In 1957 Northrop Frye asserted the impossibility of summoning into existence unacknowledged legislators: "Poetry cannot be written by an act of will, and society cannot produce poets by an act of will. There is a strong desire in Canada to have fine poetry written in the country, but the will of society, as expressed in education, can be directed only towards building up a cultivated public for poetry, a public which would be able to recognize fine poetry if it saw it." If distinguished verse was a hallmark of an urbane society, talented poets would show, as the centenary loomed, that Canada was sophisticated and cosmopolitan; whether their poetry was read was almost irrelevant. Frye judged 1956 to be "Irving Layton's year, as far as English Canadian poetry is concerned," but about popular reaction to Layton's writing he remained silent. Poetry has always wanted for readers. [End Page 139]

In their introduction to Public Poetics, Erin Wunker and Travis V. Mason characterize the relation of poetry to the public in terms of potential: "Public poetics bespeaks a kind of possibility and praxis that …has crucial insights to convey about the state of being, speaking, making, and cohabitating in this place called Canada. Poetry makes publics; poetics makes speaking and thinking critically about those publics possible." They explain further that "public poetics," their organizing conceit, "comprises more than the circulation of poetry in public; it also includes those attempts to deliver poetry to a public and to generate discussion about poets and the work of poetry (particularly in relation to pressing social, environmental, and political concerns) as well as those moments in which poetic representational economies make changes in order to proffer alternative ways of knowing." The book, in short, addresses poetry's capacity to create and engage communities of readers. Literature almost by definition is public – to publish is to make public – and its private manifestations (drafts, journals, letters) are typically the province of specialist scholars. Public Poetics aims, however, to reconceive notions of the public. It describes what Diana Brydon calls, in her chapter on globalization, "multifaceted, partial, and overlapping publics rather than a singular, mono-cultural public sphere, as is still idealized in many political desires for a homogeneous nation."

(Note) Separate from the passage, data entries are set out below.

//! Hydrological year span arithmetic.

use chrono::{NaiveDate, NaiveDateTime};
use serde::{Deserialize, Serialize};
use snodrift_utils::dates::hydro_year_for_date;

/// A hydrological year Y spans July 1 of Y, 00:00 through June 30 of Y+1,
/// 23:00 inclusive. Used because snow accumulation and melt cycles cross
/// the calendar year boundary.
#[derive(Debug, Clone, Copy, PartialEq, Eq, Hash, Serialize, Deserialize)]
pub struct HydroYear(pub i32);

impl HydroYear {
    /// First hour of the span: July 1, 00:00.
    pub fn start(&self) -> NaiveDateTime {
        NaiveDate::from_ymd_opt(self.0, 7, 1)
            .unwrap()
            .and_hms_opt(0, 0, 0)
            .unwrap()
    }

    /// Last hour of the span: June 30 of the following calendar year, 23:00.
    pub fn end(&self) -> NaiveDateTime {
        NaiveDate::from_ymd_opt(self.0 + 1, 6, 30)
            .unwrap()
            .and_hms_opt(23, 0, 0)
            .unwrap()
    }

    pub fn contains(&self, time: NaiveDateTime) -> bool {
        self.start() <= time && time <= self.end()
    }

    /// The hydrological year a date falls in.
    pub fn for_date(date: NaiveDate) -> HydroYear {
        HydroYear(hydro_year_for_date(&date))
    }
}
//! Shared utility functions for snodrift crates.

/// Date utility functions
pub mod dates {
    use chrono::{Datelike, NaiveDate, NaiveDateTime};

    /// Format a NaiveDate as "YYYY-MM-DD"
    pub fn format_date(date: &NaiveDate) -> String {
        date.format("%Y-%m-%d").to_string()
    }

    /// Parse a date string in "YYYY-MM-DD" format
    pub fn parse_date(s: &str) -> anyhow::Result<NaiveDate> {
        Ok(NaiveDate::parse_from_str(s, "%Y-%m-%d")?)
    }

    /// Parse an hourly timestamp in "YYYY-MM-DDTHH:MM" format
    /// (the shape used by the Open-Meteo archive API).
    pub fn parse_datetime_hour(s: &str) -> anyhow::Result<NaiveDateTime> {
        Ok(NaiveDateTime::parse_from_str(s, "%Y-%m-%dT%H:%M")?)
    }

    /// Get the hydrological year for a given date.
    /// The hydrological year runs Jul 1 to Jun 30.
    /// e.g., Jul 1 2022 -> hydro year 2022, Jun 30 2023 -> hydro year 2022
    pub fn hydro_year_for_date(date: &NaiveDate) -> i32 {
        let month = date.month();
        let year = date.year();
        if month >= 7 {
            year
        } else {
            year - 1
        }
    }

    /// First day of the calendar month containing `date`.
    pub fn month_start(date: &NaiveDate) -> NaiveDate {
        NaiveDate::from_ymd_opt(date.year(), date.month(), 1).unwrap()
    }

}
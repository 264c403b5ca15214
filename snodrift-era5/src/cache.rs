//! Explicit in-session cache for fetched hourly series.
//!
//! Keyed by the exact coordinate and span so concurrent analyses for
//! different locations never cross-contaminate. Only successful fetches are
//! stored; a failed fetch stays retryable within the session.

use crate::observation::HourlySeries;
use chrono::NaiveDateTime;
use std::collections::HashMap;
use std::sync::Mutex;

/// Cache key: coordinate (exact bit patterns, so -0.0 and 0.0 differ but no
/// rounding ever aliases two coordinates) plus the exact requested span.
#[derive(Debug, Clone, Copy, PartialEq, Eq, Hash)]
pub struct FetchKey {
    lat_bits: u64,
    lon_bits: u64,
    start: NaiveDateTime,
    end: NaiveDateTime,
}

impl FetchKey {
    pub fn new(lat: f64, lon: f64, start: NaiveDateTime, end: NaiveDateTime) -> Self {
        FetchKey {
            lat_bits: lat.to_bits(),
            lon_bits: lon.to_bits(),
            start,
            end,
        }
    }
}

/// Session-scoped fetch cache, safe to share across concurrent callers.
#[derive(Debug, Default)]
pub struct FetchCache {
    entries: Mutex<HashMap<FetchKey, HourlySeries>>,
}

impl FetchCache {
    pub fn new() -> Self {
        FetchCache::default()
    }

    pub fn get(&self, key: &FetchKey) -> Option<HourlySeries> {
        self.entries.lock().unwrap().get(key).cloned()
    }

    pub fn insert(&self, key: FetchKey, series: HourlySeries) {
        self.entries.lock().unwrap().insert(key, series);
    }

    pub fn len(&self) -> usize {
        self.entries.lock().unwrap().len()
    }

    pub fn is_empty(&self) -> bool {
        self.len() == 0
    }
}

#[cfg(test)]
mod tests {
    use super::*;
    use crate::observation::{HourlyObservation, HourlySeries};
    use chrono::NaiveDate;

    fn series() -> HourlySeries {
        HourlySeries {
            observations: vec![HourlyObservation {
                time: NaiveDate::from_ymd_opt(2021, 7, 1)
                    .unwrap()
                    .and_hms_opt(0, 0, 0)
                    .unwrap(),
                temperature_c: 0.5,
                precipitation_mm: 1.0,
                wind_speed_ms: 4.0,
                wind_direction_deg: 180.0,
            }],
        }
    }

    #[test]
    fn test_get_or_insert_round_trip() {
        let cache = FetchCache::new();
        let span = (
            NaiveDate::from_ymd_opt(2021, 7, 1)
                .unwrap()
                .and_hms_opt(0, 0, 0)
                .unwrap(),
            NaiveDate::from_ymd_opt(2022, 6, 30)
                .unwrap()
                .and_hms_opt(23, 0, 0)
                .unwrap(),
        );
        let key = FetchKey::new(60.5, 8.25, span.0, span.1);
        assert!(cache.get(&key).is_none());
        cache.insert(key, series());
        assert_eq!(cache.get(&key).unwrap().len(), 1);
        assert_eq!(cache.len(), 1);
    }

    #[test]
    fn test_distinct_coordinates_do_not_alias() {
        let cache = FetchCache::new();
        let start = NaiveDate::from_ymd_opt(2021, 7, 1)
            .unwrap()
            .and_hms_opt(0, 0, 0)
            .unwrap();
        let end = start;
        cache.insert(FetchKey::new(60.5, 8.25, start, end), series());
        assert!(cache.get(&FetchKey::new(60.5, 8.26, start, end)).is_none());
        assert!(cache.get(&FetchKey::new(60.6, 8.25, start, end)).is_none());
    }
}
//! Aggregation of the snow transport model over hydrological years.
//!
//! Coordinates fetch -> per-year computation -> monthly breakdown ->
//! multi-year aggregation -> sector aggregation. Years without data are
//! skipped, and an entirely empty range yields empty tables rather than an
//! error.
//!
//! Note: the model is nonlinear per period. Monthly `Qspot`/`Qinf`/`Qt`
//! values do not sum to the corresponding yearly values, since the min and
//! saturation steps are re-applied independently for each period. Only
//! `Qupot` re-aggregates linearly. This mirrors the model as published and
//! is intentional.

pub mod aggregate;
pub mod source;

pub use aggregate::{
    aggregate_range, build_wind_rose, compute_for_year, compute_monthly, DriftTables,
    MonthlyTransport, YearDrift, YearlyTransport,
};
pub use source::HourlySource;
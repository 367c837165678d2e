// SPDX-License-Identifier: BUSL-1.1
// Copyright (c) 2026 Alfred Jean LLC

//! Command tree types produced by the parser.
//!
//! ```text
//! Command
//! ├── Simple(SimpleCommand { words, input, output })
//! ├── Pipe / And / Or / Sequence { left, right }
//! └── Subshell { body }
//! ```
//!
//! Every node exclusively owns its children. Trees are built bottom-up by
//! the parser and never expose a partially populated node.

mod display;
mod utils;
mod visitor;

pub use visitor::AstVisitor;

use serde::{Deserialize, Serialize};

/// A binary operator joining two commands.
#[derive(Debug, Clone, Copy, PartialEq, Eq, Serialize, Deserialize)]
#[serde(rename_all = "snake_case")]
pub enum Operator {
    /// `|`
    Pipe,
    /// `&&`
    And,
    /// `||`
    Or,
    /// `;` or a single newline
    Sequence,
}

impl Operator {
    /// Binding tier: higher binds tighter.
    ///
    /// `|` binds tightest, `&&` and `||` share a tier, `;` is loosest.
    #[inline]
    pub fn precedence(self) -> u8 {
        match self {
            Operator::Pipe => 3,
            Operator::And | Operator::Or => 2,
            Operator::Sequence => 1,
        }
    }

    /// Source spelling of the operator.
    pub fn as_str(self) -> &'static str {
        match self {
            Operator::Pipe => "|",
            Operator::And => "&&",
            Operator::Or => "||",
            Operator::Sequence => ";",
        }
    }
}

impl std::fmt::Display for Operator {
    fn fmt(&self, f: &mut std::fmt::Formatter<'_>) -> std::fmt::Result {
        f.write_str(self.as_str())
    }
}

/// Direction of a redirection.
#[derive(Debug, Clone, Copy, PartialEq, Eq, Serialize, Deserialize)]
#[serde(rename_all = "snake_case")]
pub enum RedirectKind {
    /// `< file`
    Input,
    /// `> file`
    Output,
}

impl RedirectKind {
    pub fn symbol(self) -> char {
        match self {
            RedirectKind::Input => '<',
            RedirectKind::Output => '>',
        }
    }
}

impl std::fmt::Display for RedirectKind {
    fn fmt(&self, f: &mut std::fmt::Formatter<'_>) -> std::fmt::Result {
        match self {
            RedirectKind::Input => f.write_str("input"),
            RedirectKind::Output => f.write_str("output"),
        }
    }
}

/// A leaf command: words plus optional input and output targets.
///
/// `words` is never empty for a parser-produced command.
#[derive(Debug, Clone, PartialEq, Eq, Serialize, Deserialize)]
pub struct SimpleCommand {
    /// Command name followed by its arguments.
    pub words: Vec<String>,
    /// Target of `<`, if any.
    #[serde(default, skip_serializing_if = "Option::is_none")]
    pub input: Option<String>,
    /// Target of `>`, if any.
    #[serde(default, skip_serializing_if = "Option::is_none")]
    pub output: Option<String>,
}

impl SimpleCommand {
    /// Build a simple command with no redirections.
    pub fn new<I, S>(words: I) -> Self
    where
        I: IntoIterator<Item = S>,
        S: Into<String>,
    {
        Self {
            words: words.into_iter().map(Into::into).collect(),
            input: None,
            output: None,
        }
    }

    /// Set the input redirection target.
    pub fn with_input(mut self, path: impl Into<String>) -> Self {
        self.input = Some(path.into());
        self
    }

    /// Set the output redirection target.
    pub fn with_output(mut self, path: impl Into<String>) -> Self {
        self.output = Some(path.into());
        self
    }

    /// The command name (first word).
    pub fn name(&self) -> Option<&str> {
        self.words.first().map(String::as_str)
    }

    /// Arguments after the command name.
    pub fn args(&self) -> &[String] {
        self.words.get(1..).unwrap_or(&[])
    }

    /// The redirection target for `kind`, if present.
    pub fn redirect(&self, kind: RedirectKind) -> Option<&str> {
        match kind {
            RedirectKind::Input => self.input.as_deref(),
            RedirectKind::Output => self.output.as_deref(),
        }
    }
}

/// A command tree node.
#[derive(Debug, Clone, PartialEq, Eq, Serialize, Deserialize)]
#[serde(tag = "type", rename_all = "snake_case")]
pub enum Command {
    /// A leaf command.
    Simple(SimpleCommand),
    /// `left | right`
    Pipe {
        left: Box<Command>,
        right: Box<Command>,
    },
    /// `left && right`
    And {
        left: Box<Command>,
        right: Box<Command>,
    },
    /// `left || right`
    Or {
        left: Box<Command>,
        right: Box<Command>,
    },
    /// `left ; right`
    Sequence {
        left: Box<Command>,
        right: Box<Command>,
    },
    /// `( body )`
    Subshell { body: Box<Command> },
}

impl Command {
    /// Join two commands under `op`.
    pub fn binary(op: Operator, left: Command, right: Command) -> Command {
        let left = Box::new(left);
        let right = Box::new(right);
        match op {
            Operator::Pipe => Command::Pipe { left, right },
            Operator::And => Command::And { left, right },
            Operator::Or => Command::Or { left, right },
            Operator::Sequence => Command::Sequence { left, right },
        }
    }

    /// Wrap a command list in a subshell.
    pub fn subshell(body: Command) -> Command {
        Command::Subshell {
            body: Box::new(body),
        }
    }

    /// Shorthand for a simple command with no redirections.
    pub fn simple<I, S>(words: I) -> Command
    where
        I: IntoIterator<Item = S>,
        S: Into<String>,
    {
        Command::Simple(SimpleCommand::new(words))
    }

    /// The operator of a binary node, `None` for leaves and subshells.
    pub fn operator(&self) -> Option<Operator> {
        self.as_binary().map(|(op, _, _)| op)
    }

    /// Split a binary node into its operator and children.
    pub fn as_binary(&self) -> Option<(Operator, &Command, &Command)> {
        match self {
            Command::Pipe { left, right } => Some((Operator::Pipe, left, right)),
            Command::And { left, right } => Some((Operator::And, left, right)),
            Command::Or { left, right } => Some((Operator::Or, left, right)),
            Command::Sequence { left, right } => Some((Operator::Sequence, left, right)),
            Command::Simple(_) | Command::Subshell { .. } => None,
        }
    }

    /// The simple command, if this is a leaf.
    pub fn as_simple(&self) -> Option<&SimpleCommand> {
        match self {
            Command::Simple(cmd) => Some(cmd),
            _ => None,
        }
    }
}

impl From<SimpleCommand> for Command {
    fn from(cmd: SimpleCommand) -> Self {
        Command::Simple(cmd)
    }
}

/// Newline-joined scripts produce `Sequence` chains as deep as the script is
/// long, so children are torn down from a worklist instead of recursively.
impl Drop for Command {
    fn drop(&mut self) {
        let mut pending = Vec::new();
        self.detach_children(&mut pending);
        while let Some(mut child) = pending.pop() {
            child.detach_children(&mut pending);
        }
    }
}

impl Command {
    /// Move every child onto `out`, leaving empty leaves behind.
    fn detach_children(&mut self, out: &mut Vec<Command>) {
        let hollow = || Command::Simple(SimpleCommand::new(Vec::<String>::new()));
        match self {
            Command::Simple(_) => {}
            Command::Subshell { body } => out.push(std::mem::replace(&mut **body, hollow())),
            Command::Pipe { left, right }
            | Command::And { left, right }
            | Command::Or { left, right }
            | Command::Sequence { left, right } => {
                out.push(std::mem::replace(&mut **left, hollow()));
                out.push(std::mem::replace(&mut **right, hollow()));
            }
        }
    }
}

The volume emerged from a conference held in 2012 and retains a miscellaneous quality, although it is no less interesting for being a salmagundi. Fifteen chapters are grouped in three sections: the essays in the first "consider the shifting landscape of Canadian poetry and poetics in our contemporary moment," those in the second "consider the ways in which individual poets are makers of publics," and those in the third "look beyond the traditional structures of poetry and nation … to reconsider how we understand the terms." Included are accounts of particular authors, statements by poets about their vocation, and analyses of episodes in Canadian literary history. In a significant study, Katherine McLeod assesses the CBC radio program Anthology and its treatment of Canadian poetry. Amanda Jernigan's assiduous examination of Peter Sanger's writing is richly perceptive. Public Poetics also contains poems that, Wunker and Mason note, "create interstices in the collection." Bart Vautour and Christl Verduyn in their conclusion acknowledge the book's variety: "the … essays and poems comprise a chorus closer to a contemporary mash-up than an orthodox oratorio."

A poetics is a theory of literary doctrines and techniques; Aristotle's Poetics, the foundational work in European criticism, begins with basic principles. Aristotelian language permeates modern criticism – as in Frye's analyses of lexis and melos – but in Public Poetics economic metaphors prevail. Poetry itself, according to Brydon, "is undergoing a revival" as [End Page 140] its practitioners seek "new modes of worldly inscription to engage with twenty-first-century technologies and imaginaries associated with neoliberalism, alter-globalization, and decolonial social movements." Vautour and Verduyn suggest that "poetics qua poetics demand...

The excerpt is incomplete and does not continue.